The Kaizen of Storyhunter

The time has finally arrived.  Storyhunter launched this week, and I can not express how excited I am. For those of you know me well, you know that this has been many, many years in the making.  About five, to be exact.  I have had countless investor meetings, hundreds of rejections, four intro videos, three company names, and a handful of people who have called me insane.
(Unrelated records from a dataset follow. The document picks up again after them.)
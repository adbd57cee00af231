//! Configuration types and validation for the agent sandbox

use crate::error::{Result, SandboxError};
use serde::{Deserialize, Serialize};
use std::path::{Path, PathBuf};
use std::time::Duration;

/// Default human-readable container name prefix
pub const DEFAULT_NAME_PREFIX: &str = "agentbox";

/// Default sandbox image tag
pub const DEFAULT_IMAGE_TAG: &str = "agentbox";

/// Domains every sandbox may reach
pub const BUILTIN_ALLOWED_DOMAINS: &[&str] = &[
    "api.anthropic.com",
    "api.openai.com",
    "generativelanguage.googleapis.com",
    "api.github.com",
    "github.com",
    "registry.npmjs.org",
    "pypi.org",
    "files.pythonhosted.org",
    "sentry.io",
    "statsig.anthropic.com",
    "statsig.com",
];

/// Main configuration
#[derive(Debug, Clone, Serialize, Deserialize, Default)]
#[serde(rename_all = "camelCase")]
pub struct SandboxConfig {
    /// Container naming
    #[serde(default)]
    pub naming: NamingConfig,

    /// Sandbox image
    #[serde(default)]
    pub image: ImageConfig,

    /// Egress firewall
    #[serde(default)]
    pub firewall: FirewallConfig,

    /// Readiness polling after create/start
    #[serde(default)]
    pub readiness: ReadinessConfig,
}

/// Container naming configuration
#[derive(Debug, Clone, Serialize, Deserialize)]
#[serde(rename_all = "camelCase")]
pub struct NamingConfig {
    /// Name prefix
    #[serde(default = "default_prefix")]
    pub prefix: String,

    /// Salt mixed into every signature, separating environments that
    /// share identical directories
    #[serde(skip_serializing_if = "Option::is_none")]
    pub salt: Option<String>,

    /// Hex characters kept from the signature hash
    #[serde(default = "default_signature_width")]
    pub signature_width: usize,
}

/// Sandbox image configuration
#[derive(Debug, Clone, Serialize, Deserialize)]
#[serde(rename_all = "camelCase")]
pub struct ImageConfig {
    /// Image tag to build and run
    #[serde(default = "default_image_tag")]
    pub tag: String,

    /// Host environment variables forwarded at container creation
    #[serde(default = "default_passthrough_env")]
    pub passthrough_env: Vec<String>,
}

/// Egress firewall configuration
#[derive(Debug, Clone, Serialize, Deserialize)]
#[serde(rename_all = "camelCase")]
pub struct FirewallConfig {
    /// Domains appended to the built-in allow-list
    #[serde(default)]
    pub extra_allowed_domains: Vec<String>,

    /// Endpoint that must be unreachable after installation
    #[serde(default = "default_blocked_probe")]
    pub blocked_probe: String,

    /// Endpoint that must be reachable after installation
    #[serde(skip_serializing_if = "Option::is_none")]
    pub allowed_probe: Option<String>,
}

/// Readiness polling configuration
#[derive(Debug, Clone, Serialize, Deserialize)]
#[serde(rename_all = "camelCase")]
pub struct ReadinessConfig {
    /// Total wait in milliseconds
    #[serde(default = "default_timeout_ms")]
    pub timeout_ms: u64,

    /// Delay between polls in milliseconds
    #[serde(default = "default_interval_ms")]
    pub interval_ms: u64,
}

fn default_prefix() -> String {
    DEFAULT_NAME_PREFIX.to_string()
}

fn default_signature_width() -> usize {
    8
}

fn default_image_tag() -> String {
    DEFAULT_IMAGE_TAG.to_string()
}

fn default_passthrough_env() -> Vec<String> {
    ["ANTHROPIC_API_KEY", "OPENAI_API_KEY", "GEMINI_API_KEY"]
        .iter()
        .map(|s| s.to_string())
        .collect()
}

fn default_blocked_probe() -> String {
    "https://example.com".to_string()
}

fn default_timeout_ms() -> u64 {
    5_000
}

fn default_interval_ms() -> u64 {
    200
}

impl Default for NamingConfig {
    fn default() -> Self {
        Self {
            prefix: default_prefix(),
            salt: None,
            signature_width: default_signature_width(),
        }
    }
}

impl Default for ImageConfig {
    fn default() -> Self {
        Self {
            tag: default_image_tag(),
            passthrough_env: default_passthrough_env(),
        }
    }
}

impl Default for FirewallConfig {
    fn default() -> Self {
        Self {
            extra_allowed_domains: Vec::new(),
            blocked_probe: default_blocked_probe(),
            allowed_probe: None,
        }
    }
}

impl Default for ReadinessConfig {
    fn default() -> Self {
        Self {
            timeout_ms: default_timeout_ms(),
            interval_ms: default_interval_ms(),
        }
    }
}

impl ReadinessConfig {
    /// Total wait
    pub fn timeout(&self) -> Duration {
        Duration::from_millis(self.timeout_ms)
    }

    /// Poll interval
    pub fn interval(&self) -> Duration {
        Duration::from_millis(self.interval_ms)
    }
}

impl FirewallConfig {
    /// Built-in domains followed by the configured extras, deduplicated
    pub fn allowed_domains(&self) -> Vec<String> {
        let mut domains: Vec<String> = Vec::new();
        let extras = self.extra_allowed_domains.iter().map(|d| d.trim().to_lowercase());
        for domain in BUILTIN_ALLOWED_DOMAINS.iter().map(|d| d.to_string()).chain(extras) {
            if !domain.is_empty() && !domains.contains(&domain) {
                domains.push(domain);
            }
        }
        domains
    }

    /// Endpoint expected to be reachable once the firewall is installed
    pub fn allowed_probe(&self) -> String {
        self.allowed_probe
            .clone()
            .unwrap_or_else(|| "https://api.github.com/zen".to_string())
    }
}

impl SandboxConfig {
    /// Load configuration from a file (`.toml` or JSON)
    pub fn from_file(path: &Path) -> Result<Self> {
        let content = std::fs::read_to_string(path)?;
        let config: Self = if path.extension().is_some_and(|ext| ext == "toml") {
            toml::from_str(&content)
                .map_err(|e| SandboxError::Config(format!("{}: {}", path.display(), e)))?
        } else {
            serde_json::from_str(&content)?
        };
        Ok(config)
    }

    /// Validate configuration
    pub fn validate(&self) -> Result<()> {
        let name_fragment = regex::Regex::new(r"^[a-zA-Z0-9][a-zA-Z0-9_.-]*$")
            .map_err(|e| SandboxError::Config(e.to_string()))?;
        if !name_fragment.is_match(&self.naming.prefix) {
            return Err(SandboxError::Config(format!(
                "name prefix '{}' is not a valid container name fragment",
                self.naming.prefix
            )));
        }

        if !(8..=64).contains(&self.naming.signature_width) {
            return Err(SandboxError::Config(format!(
                "signature width must be between 8 and 64, got {}",
                self.naming.signature_width
            )));
        }

        for pattern in &self.image.passthrough_env {
            globset::Glob::new(pattern).map_err(|e| {
                SandboxError::Config(format!("invalid passthrough pattern '{}': {}", pattern, e))
            })?;
        }

        if self.readiness.timeout_ms == 0 || self.readiness.interval_ms == 0 {
            return Err(SandboxError::Config(
                "readiness timeout and interval must be non-zero".to_string(),
            ));
        }

        let allowed = self.firewall.allowed_domains();
        if let Some(host) = probe_host(&self.firewall.blocked_probe) {
            if allowed.iter().any(|d| *d == host) {
                return Err(SandboxError::Config(format!(
                    "blocked probe {} is on the allow-list",
                    self.firewall.blocked_probe
                )));
            }
        }

        let reachable = self.firewall.allowed_probe();
        match probe_host(&reachable) {
            Some(host) if allowed.iter().any(|d| *d == host) => {}
            _ => {
                return Err(SandboxError::Config(format!(
                    "allowed probe {} is not on the allow-list",
                    reachable
                )))
            }
        }

        Ok(())
    }

    /// Get default settings path
    pub fn default_settings_path() -> PathBuf {
        dirs::home_dir()
            .unwrap_or_else(|| PathBuf::from("."))
            .join(".agentbox.json")
    }
}

/// Host part of a probe URL such as `https://example.com/path`
pub fn probe_host(url: &str) -> Option<String> {
    let rest = url.split_once("://").map(|(_, rest)| rest).unwrap_or(url);
    let host = rest.split(['/', ':', '?']).next()?.trim();
    (!host.is_empty()).then(|| host.to_lowercase())
}

#[cfg(test)]
mod tests {
    use super::*;

    #[test]
    fn test_config_serialization() {
        let config = SandboxConfig {
            naming: NamingConfig {
                prefix: "dev".to_string(),
                salt: Some("pepper".to_string()),
                ..Default::default()
            },
            firewall: FirewallConfig {
                extra_allowed_domains: vec!["crates.io".to_string()],
                ..Default::default()
            },
            ..Default::default()
        };

        let json = serde_json::to_string(&config).unwrap();
        assert!(json.contains("extraAllowedDomains"));
        let parsed: SandboxConfig = serde_json::from_str(&json).unwrap();

        assert_eq!(parsed.naming.prefix, "dev");
        assert_eq!(parsed.naming.salt.as_deref(), Some("pepper"));
        assert_eq!(parsed.firewall.extra_allowed_domains, vec!["crates.io"]);
    }

    #[test]
    fn test_partial_file_uses_defaults() {
        let dir = tempfile::tempdir().unwrap();
        let path = dir.path().join("settings.toml");
        std::fs::write(&path, "[naming]\nsalt = \"staging\"\n").unwrap();

        let config = SandboxConfig::from_file(&path).unwrap();
        assert_eq!(config.naming.prefix, DEFAULT_NAME_PREFIX);
        assert_eq!(config.naming.salt.as_deref(), Some("staging"));
        assert_eq!(config.naming.signature_width, 8);
        assert_eq!(config.readiness.timeout_ms, 5_000);
        assert!(config.validate().is_ok());
    }

    #[test]
    fn test_validation_rejects_bad_values() {
        let mut config = SandboxConfig::default();
        config.naming.prefix = "-bad prefix".to_string();
        assert!(config.validate().is_err());

        let mut config = SandboxConfig::default();
        config.naming.signature_width = 4;
        assert!(config.validate().is_err());

        let mut config = SandboxConfig::default();
        config.firewall.extra_allowed_domains = vec!["example.com".to_string()];
        assert!(config.validate().is_err());
    }

    #[test]
    fn test_allowed_check_url_must_be_allow_listed() {
        let mut config = SandboxConfig::default();
        config.firewall.allowed_probe = Some("https://crates.io/api/v1".to_string());
        let err = config.validate().unwrap_err();
        assert!(err.to_string().contains("not on the allow-list"), "{}", err);

        config.firewall.extra_allowed_domains = vec!["crates.io".to_string()];
        assert!(config.validate().is_ok());

        config.firewall.allowed_probe = Some("https://".to_string());
        assert!(config.validate().is_err());
    }

    #[test]
    fn test_allowed_domains_dedupes_extras() {
        let firewall = FirewallConfig {
            extra_allowed_domains: vec!["GitHub.com".to_string(), "crates.io".to_string()],
            ..Default::default()
        };
        let domains = firewall.allowed_domains();
        assert_eq!(domains.iter().filter(|d| *d == "github.com").count(), 1);
        assert_eq!(domains.last().map(String::as_str), Some("crates.io"));
    }

    #[test]
    fn test_probe_host() {
        assert_eq!(probe_host("https://example.com").as_deref(), Some("example.com"));
        assert_eq!(probe_host("https://Api.GitHub.com:443/zen").as_deref(), Some("api.github.com"));
        assert_eq!(probe_host("https://"), None);
    }
}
I long ago embraced the Japanese concept of Kaizen (改善), "improvement", or "change for the better".  I have always been fueled by rejection, and in a strange way, I have come to enjoy it.  It forces you to tweak your concept and business model to make it stronger and more foolproof.  It toughens you and makes you fearless.  Kaizen has become a life practice.  When you know that change is constant and possible, it makes you less critical of yourself and others, and more likely to adapt for the better.  For both my new job as CEO of Storyhunter, and in all my relationships, I constantly ask myself, "How can I be better today than yesterday?" 
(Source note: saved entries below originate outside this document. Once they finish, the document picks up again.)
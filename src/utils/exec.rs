//! Command execution utilities

use crate::error::Result;
use std::process::{Command, Stdio};

/// Command output
#[derive(Debug, Clone, Default, PartialEq, Eq)]
pub struct CommandOutput {
    /// Exit status code
    pub status: i32,
    /// Standard output
    pub stdout: String,
    /// Standard error
    pub stderr: String,
}

impl CommandOutput {
    /// Check if command was successful
    pub fn success(&self) -> bool {
        self.status == 0
    }
}

/// Execute a command and return output
pub fn execute_command<S: AsRef<str>>(
    program: &str,
    args: &[S],
    inherit_stdio: bool,
) -> Result<CommandOutput> {
    let mut cmd = Command::new(program);
    cmd.args(args.iter().map(AsRef::as_ref));

    if inherit_stdio {
        cmd.stdin(Stdio::inherit())
            .stdout(Stdio::inherit())
            .stderr(Stdio::inherit());

        let status = cmd.status()?;
        Ok(CommandOutput {
            status: status.code().unwrap_or(-1),
            stdout: String::new(),
            stderr: String::new(),
        })
    } else {
        let output = cmd.stdin(Stdio::null()).output()?;
        Ok(CommandOutput {
            status: output.status.code().unwrap_or(-1),
            stdout: String::from_utf8_lossy(&output.stdout).to_string(),
            stderr: String::from_utf8_lossy(&output.stderr).to_string(),
        })
    }
}

/// Check if a command exists
pub fn command_exists(command: &str) -> bool {
    execute_command("which", &[command], false)
        .map(|output| output.success())
        .unwrap_or(false)
}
Storyhunter started out as an idealistic dream: to empower my heroes, the freelance video journalists of the world to tell important, entertaining, and true stories. 

But to make ideals turn into reality, I had to morph them into a realistic plan.  As my team and I have tweaked our business model, we have had to re-tweak it to the quickly changing video technologies and web video distribution tools.  Internet video audiences have also matured quickly, and now people are watching a lot more than pornography on line. I believe we are entering into a golden age of web video, for both information and entertainment.
This is a good thing.  Politicians and the old media have been misrepresenting reality for too long, and it's time for the entire world to have access to more truth.  We hope to be on the vanguard of this fight.  So yes, we are still idealistic, and we will either succeed or fail with our ideals intact.  We are fighting to change perceptions of reality, to make people care more about the planet, and to bring people together through internet video. 
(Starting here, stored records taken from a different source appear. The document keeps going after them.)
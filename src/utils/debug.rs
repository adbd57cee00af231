//! Logging setup

use tracing_subscriber::{fmt, EnvFilter};

/// Process-wide tracing subscriber
pub struct DebugLogger;

impl DebugLogger {
    /// Initialize the logger.
    ///
    /// `RUST_LOG` wins when set; otherwise `debug` selects debug level for
    /// this crate and info everywhere else.
    pub fn init(debug: bool) {
        let filter = EnvFilter::try_from_default_env().unwrap_or_else(|_| {
            if debug {
                EnvFilter::new("agent_sandbox=debug,agentbox=debug")
            } else {
                EnvFilter::new("agent_sandbox=info,agentbox=info")
            }
        });

        fmt()
            .with_env_filter(filter)
            .with_writer(std::io::stderr)
            .with_target(false)
            .with_thread_ids(false)
            .with_line_number(debug)
            .init();
    }
}
//! Sandbox lifecycle orchestrator

use crate::buildctx::{BuildContext, SANDBOX_BINARY_PATH};
use crate::config::SandboxConfig;
use crate::engine::{labels, BindMount, BuildOptions, ContainerEngine, ContainerSpec, ContainerState, ContainerSummary};
use crate::error::{EngineError, Result, SandboxError, ValidationError};
use crate::sandbox::chooser::Chooser;
use crate::workspace::WorkspaceIdentity;
use chrono::Utc;
use globset::{Glob, GlobSet, GlobSetBuilder};
use std::collections::HashSet;
use std::path::{Path, PathBuf};
use tokio::time::{sleep, Instant};
use tracing::{debug, info, warn};

/// Lines of container output kept when a container fails to start
const READINESS_LOG_TAIL: usize = 50;

/// Mount root inside the sandbox
const WORKSPACE_ROOT: &str = "/workspace";

/// Capabilities the in-sandbox firewall needs
const CAPABILITIES: &[&str] = &["NET_ADMIN", "NET_RAW"];

/// Keep-alive command of every sandbox container
const KEEP_ALIVE: &[&str] = &["tail", "-f", "/dev/null"];

/// Knobs for one `run` invocation
#[derive(Debug, Clone, Default)]
pub struct RunOptions {
    /// Workspace directories; empty means the current directory
    pub dirs: Vec<PathBuf>,
    /// Share the host network and clear the sandbox firewall
    pub host_network: bool,
    /// Use this container name instead of the derived one
    pub name_override: Option<String>,
    /// Remove any existing container first
    pub force_replace: bool,
    /// Always create a new, uniquely suffixed container
    pub always_parallel: bool,
    /// Fail instead of warning when recorded mounts differ
    pub strict_mounts: bool,
}

/// Which containers `destroy` considers
#[derive(Debug, Clone, Copy, Default, PartialEq, Eq)]
pub enum StateFilter {
    /// Running and stopped
    #[default]
    Any,
    /// Running only
    Running,
    /// Stopped only
    Stopped,
}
We want to help lead the transition from the age of information to the age of wisdom.  We live in a world over-saturated by content.  Just like we watch what we eat, we need to watch what we watch.  Ask yourself before re-tweeting, "Is this content really good for me? For others? For the planet?"  Your clicks are your votes, so clicking on something means you're likely to get it again.  Equally important is watching what you comment on, share, tweet, blog, pin, or whatever the next social media verb is.  Media companies call this engagement, so don't engage with bad content or you're going to be married to it for life.
As globalization and tech innovation drive people towards global sameness, we want to help make video journalists the ambassadors of this new digital world.  We want to empower the men and women risking their lives and limbs to help us understand the world. Storyhunter was created to help such people, who I still call my heroes. So if you're a video journalist, multimedia storyteller, or documentary filmmaker, who wants to help spread global truth, whether you've made 1000 videos or just a few, come join us at And yes, you may re-tweet this. 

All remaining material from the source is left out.